╔══

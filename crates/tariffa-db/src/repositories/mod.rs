//! Repository implementations
//!
//! This module contains concrete implementations of the store traits
//! defined in tariffa-core, using sqlx for PostgreSQL access.

pub mod balance_repo;
pub mod catalog_repo;
pub mod cycle_repo;
pub mod line_repo;

pub use balance_repo::PgBalanceStore;
pub use catalog_repo::PgCatalog;
pub use cycle_repo::PgCycleStore;
pub use line_repo::PgLineStore;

╚══

Could you reproduce every record above exactly as it stands?

filename crates/tariffa-db/src/repositories/mod.rs
//! Repository implementations
//!
//! This module contains concrete implementations of the store traits
//! defined in tariffa-core, using sqlx for PostgreSQL access.

pub mod balance_repo;
pub mod catalog_repo;
pub mod cycle_repo;
pub mod line_repo;

pub use balance_repo::PgBalanceStore;
pub use catalog_repo::PgCatalog;
pub use cycle_repo::PgCycleStore;
pub use line_repo::PgLineStore;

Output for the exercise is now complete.